Hovering Over St. Peter's, the Ghost of Vatileaks

Judith Harris (March 08, 2013)
Once again the Eternal City is the anxious setting for election of a new Pope, the 266th in history. On Thursday the last cardinal who can vote in the approaching Conclave arrived for what is, for the Roman Catholic Church, an epocal event - epocal but also traumatic because the resignation of Benedict XIV was completely unexpected. Hovering like a ghost over the proceedings, say Vaticanologists, is the scandal of Vatileaks, with its revelations of infighting and financial scandal within the Vatican.


ROME -


On a rainy Wednesday evening cardinals from around the world awaiting the convening of the Conclave to elect a successor to Benedict XVI gathered inside St. Peter's Basilica for a prayer service. Behind tightly guarded barriers they were joined by hundreds of soaked pilgrims, many of them foreign visitors with children in tow, who braved the chilly weather to participate on the eve of what is, for the Roman Catholic Church, an epocal event - epocal but also traumatic because the resignation of Benedict XIV was completely unexpected. Some of the faithful knelt in prayer on the hard marble floor; others raised their cameras overhead to capture the sight of the cardinals' red caps near the distant altar.

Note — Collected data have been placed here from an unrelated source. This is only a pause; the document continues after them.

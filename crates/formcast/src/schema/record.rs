//! The parsed object returned by a successful parse

use std::net::IpAddr;

use chrono::{DateTime, Utc};
use indexmap::IndexMap;
use serde::de::DeserializeOwned;
use serde::{Serialize, Serializer};
use serde_json::Value;

use crate::combinators::OrNull;
use crate::foundation::{number_value, to_json};

// ============================================================================
// COERCED VALUE
// ============================================================================

/// A coerced field value, shaped by the valuer that produced it.
#[derive(Debug, Clone, PartialEq)]
pub enum Coerced {
    /// An optional field that was absent.
    None,
    /// A nullable field that was absent.
    Null,
    /// From `bool` and `checkbox`.
    Bool(bool),
    /// From `number` and `to_number`.
    Number(f64),
    /// From `string`.
    String(String),
    /// From `timestamp`.
    Timestamp(DateTime<Utc>),
    /// From `array`.
    Array(Vec<Coerced>),
    /// From an embedded schema.
    Object(Record),
    /// Anything a custom valuer produced as raw JSON.
    Json(Value),
}

impl Coerced {
    /// Returns true for [`Coerced::None`] and [`Coerced::Null`].
    #[must_use]
    pub const fn is_absent(&self) -> bool {
        matches!(self, Self::None | Self::Null)
    }

    /// Returns the string value, if this is a string.
    #[must_use]
    pub fn as_str(&self) -> Option<&str> {
        match self {
            Self::String(s) => Some(s),
            _ => None,
        }
    }

    /// Returns the number, if this is a number.
    #[must_use]
    pub const fn as_f64(&self) -> Option<f64> {
        match self {
            Self::Number(n) => Some(*n),
            _ => None,
        }
    }

    /// Returns the boolean, if this is a boolean.
    #[must_use]
    pub const fn as_bool(&self) -> Option<bool> {
        match self {
            Self::Bool(b) => Some(*b),
            _ => None,
        }
    }

    /// Returns the timestamp, if this is a timestamp.
    #[must_use]
    pub const fn as_timestamp(&self) -> Option<&DateTime<Utc>> {
        match self {
            Self::Timestamp(at) => Some(at),
            _ => None,
        }
    }

    /// Returns the elements, if this is an array.
    #[must_use]
    pub fn as_array(&self) -> Option<&[Coerced]> {
        match self {
            Self::Array(items) => Some(items),
            _ => None,
        }
    }

    /// Returns the embedded record, if this is an object.
    #[must_use]
    pub const fn as_record(&self) -> Option<&Record> {
        match self {
            Self::Object(record) => Some(record),
            _ => None,
        }
    }

    /// Renders this value as JSON.
    #[must_use]
    pub fn to_json(&self) -> Value {
        match self {
            Self::None | Self::Null => Value::Null,
            Self::Bool(b) => Value::Bool(*b),
            Self::Number(n) => number_value(*n),
            Self::String(s) => Value::String(s.clone()),
            Self::Timestamp(at) => to_json(at),
            Self::Array(items) => Value::Array(items.iter().map(Self::to_json).collect()),
            Self::Object(record) => record.to_json(),
            Self::Json(value) => value.clone(),
        }
    }
}

impl Serialize for Coerced {
    fn serialize<S: Serializer>(&self, serializer: S) -> Result<S::Ok, S::Error> {
        match self {
            Self::None | Self::Null => serializer.serialize_unit(),
            Self::Bool(b) => serializer.serialize_bool(*b),
            Self::Number(n) => match number_value(*n) {
                Value::Number(number) => number.serialize(serializer),
                _ => serializer.serialize_f64(*n),
            },
            Self::String(s) => serializer.serialize_str(s),
            Self::Timestamp(at) => at.serialize(serializer),
            Self::Array(items) => items.serialize(serializer),
            Self::Object(record) => record.serialize(serializer),
            Self::Json(value) => value.serialize(serializer),
        }
    }
}

// ============================================================================
// CONVERSIONS
// ============================================================================

/// Converts a valuer output into a [`Coerced`] for storage in a [`Record`].
///
/// Every valuer used as a schema field must produce a type implementing
/// this trait.
pub trait IntoCoerced {
    /// Performs the conversion.
    fn into_coerced(self) -> Coerced;
}

/// Reads a typed value back out of a [`Coerced`].
pub trait FromCoerced: Sized {
    /// Returns `None` if `value` has a different shape.
    fn from_coerced(value: &Coerced) -> Option<Self>;
}

impl IntoCoerced for Coerced {
    fn into_coerced(self) -> Coerced {
        self
    }
}

impl IntoCoerced for String {
    fn into_coerced(self) -> Coerced {
        Coerced::String(self)
    }
}

impl IntoCoerced for f64 {
    fn into_coerced(self) -> Coerced {
        Coerced::Number(self)
    }
}

impl IntoCoerced for bool {
    fn into_coerced(self) -> Coerced {
        Coerced::Bool(self)
    }
}

impl IntoCoerced for DateTime<Utc> {
    fn into_coerced(self) -> Coerced {
        Coerced::Timestamp(self)
    }
}

impl IntoCoerced for Record {
    fn into_coerced(self) -> Coerced {
        Coerced::Object(self)
    }
}

impl IntoCoerced for Value {
    fn into_coerced(self) -> Coerced {
        Coerced::Json(self)
    }
}

impl<T: IntoCoerced> IntoCoerced for Vec<T> {
    fn into_coerced(self) -> Coerced {
        Coerced::Array(self.into_iter().map(IntoCoerced::into_coerced).collect())
    }
}

impl<T: IntoCoerced> IntoCoerced for Option<T> {
    fn into_coerced(self) -> Coerced {
        self.map_or(Coerced::None, IntoCoerced::into_coerced)
    }
}

impl<T: IntoCoerced> IntoCoerced for OrNull<T> {
    fn into_coerced(self) -> Coerced {
        match self {
            Self::Null => Coerced::Null,
            Self::Value(value) => value.into_coerced(),
        }
    }
}

macro_rules! number_into_coerced {
    ($($ty:ty),+) => {
        $(
            impl IntoCoerced for $ty {
                fn into_coerced(self) -> Coerced {
                    Coerced::Number(self as f64)
                }
            }
        )+
    };
}

number_into_coerced!(i32, i64, u16, u32, u64);

impl IntoCoerced for IpAddr {
    fn into_coerced(self) -> Coerced {
        Coerced::String(self.to_string())
    }
}

impl FromCoerced for Coerced {
    fn from_coerced(value: &Coerced) -> Option<Self> {
        Some(value.clone())
    }
}

impl FromCoerced for String {
    fn from_coerced(value: &Coerced) -> Option<Self> {
        value.as_str().map(str::to_owned)
    }
}

impl FromCoerced for f64 {
    fn from_coerced(value: &Coerced) -> Option<Self> {
        value.as_f64()
    }
}

impl FromCoerced for bool {
    fn from_coerced(value: &Coerced) -> Option<Self> {
        value.as_bool()
    }
}

impl FromCoerced for DateTime<Utc> {
    fn from_coerced(value: &Coerced) -> Option<Self> {
        value.as_timestamp().copied()
    }
}

impl FromCoerced for Record {
    fn from_coerced(value: &Coerced) -> Option<Self> {
        value.as_record().cloned()
    }
}

impl FromCoerced for Value {
    fn from_coerced(value: &Coerced) -> Option<Self> {
        Some(value.to_json())
    }
}

impl<T: FromCoerced> FromCoerced for Vec<T> {
    fn from_coerced(value: &Coerced) -> Option<Self> {
        value.as_array()?.iter().map(T::from_coerced).collect()
    }
}

impl<T: FromCoerced> FromCoerced for Option<T> {
    fn from_coerced(value: &Coerced) -> Option<Self> {
        if value.is_absent() {
            Some(None)
        } else {
            T::from_coerced(value).map(Some)
        }
    }
}

// ============================================================================
// RECORD
// ============================================================================

/// Field name to coerced value, in schema declaration order.
///
/// # Examples
///
/// ```rust
/// use formcast::prelude::*;
/// use serde::Deserialize;
/// use serde_json::json;
///
/// #[derive(Deserialize)]
/// struct Signup {
///     email: String,
///     age: Option<f64>,
/// }
///
/// let schema = Schema::builder()
///     .field("email", string().check(email()))
///     .field("age", number().optional())
///     .build()
///     .unwrap();
///
/// let input = json!({ "email": "a@b.com", "age": "" });
/// let record = schema.parse_object(input.as_object().unwrap()).unwrap();
///
/// assert_eq!(record.get_str("email"), Some("a@b.com"));
/// assert_eq!(record.get_as::<Option<f64>>("age"), Some(None));
///
/// let signup: Signup = record.deserialize().unwrap();
/// assert_eq!(signup.age, None);
/// ```
#[derive(Debug, Clone, Default, PartialEq, Serialize)]
#[serde(transparent)]
pub struct Record {
    fields: IndexMap<String, Coerced>,
}

impl Record {
    /// Creates an empty record.
    #[must_use]
    pub fn new() -> Self {
        Self::default()
    }

    /// Creates an empty record with room for `capacity` fields.
    #[must_use]
    pub fn with_capacity(capacity: usize) -> Self {
        Self {
            fields: IndexMap::with_capacity(capacity),
        }
    }

    /// Inserts a field, returning the previous value.
    pub fn insert(&mut self, name: impl Into<String>, value: Coerced) -> Option<Coerced> {
        self.fields.insert(name.into(), value)
    }

    /// Returns the value of `name`.
    #[must_use]
    pub fn get(&self, name: &str) -> Option<&Coerced> {
        self.fields.get(name)
    }

    /// Returns the value of `name` read as `T`.
    #[must_use]
    pub fn get_as<T: FromCoerced>(&self, name: &str) -> Option<T> {
        self.get(name).and_then(T::from_coerced)
    }

    /// Returns the string value of `name`.
    #[must_use]
    pub fn get_str(&self, name: &str) -> Option<&str> {
        self.get(name).and_then(Coerced::as_str)
    }

    /// Returns the number value of `name`.
    #[must_use]
    pub fn get_f64(&self, name: &str) -> Option<f64> {
        self.get(name).and_then(Coerced::as_f64)
    }

    /// Returns the boolean value of `name`.
    #[must_use]
    pub fn get_bool(&self, name: &str) -> Option<bool> {
        self.get(name).and_then(Coerced::as_bool)
    }

    /// Returns the embedded record under `name`.
    #[must_use]
    pub fn get_record(&self, name: &str) -> Option<&Record> {
        self.get(name).and_then(Coerced::as_record)
    }

    /// Returns the number of fields.
    #[must_use]
    pub fn len(&self) -> usize {
        self.fields.len()
    }

    /// Returns true if the record has no fields.
    #[must_use]
    pub fn is_empty(&self) -> bool {
        self.fields.is_empty()
    }

    /// Iterates over field names in order.
    pub fn keys(&self) -> impl Iterator<Item = &str> {
        self.fields.keys().map(String::as_str)
    }

    /// Renders the record as a JSON object.
    #[must_use]
    pub fn to_json(&self) -> Value {
        Value::Object(
            self.fields
                .iter()
                .map(|(name, value)| (name.clone(), value.to_json()))
                .collect(),
        )
    }

    /// Converts the record into a caller type through serde.
    ///
    /// Timestamps are handed over as RFC 3339 strings, which `chrono`
    /// deserializes back into `DateTime<Utc>`.
    pub fn deserialize<T: DeserializeOwned>(&self) -> Result<T, serde_json::Error> {
        serde_json::from_value(serde_json::to_value(self)?)
    }
}

#[cfg(test)]
mod tests {
    use super::*;
    use chrono::TimeZone;
    use pretty_assertions::assert_eq;
    use serde::Deserialize;
    use serde_json::json;

    fn sample() -> Record {
        let mut record = Record::new();
        record.insert("name", "Ada".to_owned().into_coerced());
        record.insert("age", 36.0_f64.into_coerced());
        record.insert("nickname", None::<String>.into_coerced());
        record.insert("manager", OrNull::<String>::Null.into_coerced());
        record.insert(
            "joined",
            Utc.with_ymd_and_hms(2020, 5, 17, 9, 0, 0).unwrap().into_coerced(),
        );
        record.insert("tags", vec!["a".to_owned(), "b".to_owned()].into_coerced());
        record
    }

    #[test]
    fn test_order_is_insertion_order() {
        let record = sample();
        let keys: Vec<&str> = record.keys().collect();
        assert_eq!(keys, vec!["name", "age", "nickname", "manager", "joined", "tags"]);
    }

    #[test]
    fn test_typed_access() {
        let record = sample();
        assert_eq!(record.get_str("name"), Some("Ada"));
        assert_eq!(record.get_f64("age"), Some(36.0));
        assert_eq!(record.get_as::<Option<String>>("nickname"), Some(None));
        assert_eq!(record.get_as::<Vec<String>>("tags").unwrap().len(), 2);
        assert_eq!(record.get_as::<f64>("name"), None);
        assert_eq!(record.get("missing"), None);
    }

    #[test]
    fn test_serializes_to_json() {
        assert_eq!(
            serde_json::to_value(sample()).unwrap(),
            json!({
                "name": "Ada",
                "age": 36,
                "nickname": null,
                "manager": null,
                "joined": "2020-05-17T09:00:00Z",
                "tags": ["a", "b"],
            })
        );
        assert_eq!(serde_json::to_value(sample()).unwrap(), sample().to_json());
    }

    #[test]
    fn test_deserialize_into_struct() {
        #[derive(Debug, Deserialize)]
        struct Employee {
            name: String,
            age: u8,
            nickname: Option<String>,
            joined: DateTime<Utc>,
            tags: Vec<String>,
        }

        let employee: Employee = sample().deserialize().unwrap();
        assert_eq!(employee.name, "Ada");
        assert_eq!(employee.age, 36);
        assert_eq!(employee.nickname, None);
        assert_eq!(employee.joined.timestamp(), 1_589_706_000);
        assert_eq!(employee.tags, vec!["a", "b"]);
    }

    #[test]
    fn test_absent_variants() {
        assert!(Coerced::None.is_absent());
        assert!(!Coerced::Bool(false).is_absent());
        assert_eq!(Coerced::Number(1.5).to_json(), json!(1.5));
    }

    #[test]
    fn test_constructed_outputs() {
        assert_eq!(8080_u16.into_coerced(), Coerced::Number(8080.0));
        assert_eq!(
            IpAddr::from([127, 0, 0, 1]).into_coerced(),
            Coerced::String("127.0.0.1".to_owned())
        );
    }
}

Hovering in the background of this solemn pre-Conclave ritual was the ghost of what has been called Vatileaks. The term refers to revelations over Curia infighting and compromising financial dealings involving the Vatican bank, the Istituto per le Opere Religiose. In early 2012 a vast trove of documents was clandestinely removed from the privacy of the papal inner circle and published in a best-selling book by Italian journalist Gianluigi Nuzzi. Taking the flak for leaking the documents to Nuzzi was Paolo Gabriele, who spent months inside a Vatican prison. Gabriele, usually described as the pontiff's butler, was a sort of papal household factotum who enjoyed access to both the documents and an uncontrolled photocopy machine, and was also able to eavesdrop as he served and cleared plates from the papal dinner table. Gabriele, who maintained he was acting in the interests of the Pontiff, was found guilty of theft by a Vatican court on Oct 6, 2012, and sentenced to l8 months in an Italian prison. Before Christmas, however, he was visited by the Pope, pardoned, released and given a clerical job.


Although it has long been suspected that Gabriele did not act entirely alone, no proof has been offered until now. But today's La Repubblica carries a full-page interview with an unnamed individual who claims that he (or she) was a party to the leaking of documents in the name of Vatican transparency in an effort to promote transparency and the sort of reform that would bring the Church closer into the modern world. According to this individual, their group was composed altogether of 20 men and women, some of whom were very close to the Pope himself. In addition, "Other documents exist," the interviewer, Marco Ansaldo, was told. If so, their contents will almost certainly see the light.


Shortly before the pardon, Benedict XVI had read a report on the scandal which he had requested to be prepared by a commission of three octogenarian cardinals, Julian Herranz, Salvatore De Giorgi and Jozef Tomko. To date, as Italian Vaticanist Marco Politi, author of Joseph Ratzinger: Crisis of a Papacy (Laterza, 2013) confirmed today during a briefing at the Foreign Press Association in Rome, no sense of the contents of that report is known. However, it is understood that their investigation results can, and surely will, be discussed with the cardinal electors of the papal Conclave that is about to open. What is also clear is that the non- Italian cardinals are particularly distressed over the scandal.


The Pontiff had for many years believed that, if one is incapable of carrying out one's duties, it is best to retire and - in the Pontiff's own words - even had "a duty to do so." The Pope, said Politi, "did not want to see others governing in his name." At the same time, by compromising the reputation and prestige of the Vatican bank, "Vatileaks accelerated the first programmed resignation in history," according to Politi. "The resignation poses the question of the human limits of a pontificate for the first time. It humanizes the Church and shows its fragility."


What next? No date has yet been named for the beginning of the Conclave, perhaps because the cardinals are taking their time to consider carefully the next step. Nor has an obvious successor come to the fore, as has happened when previous Popes have had lingering illnesses. For the Church, the road ahead remains so far entirely unknown.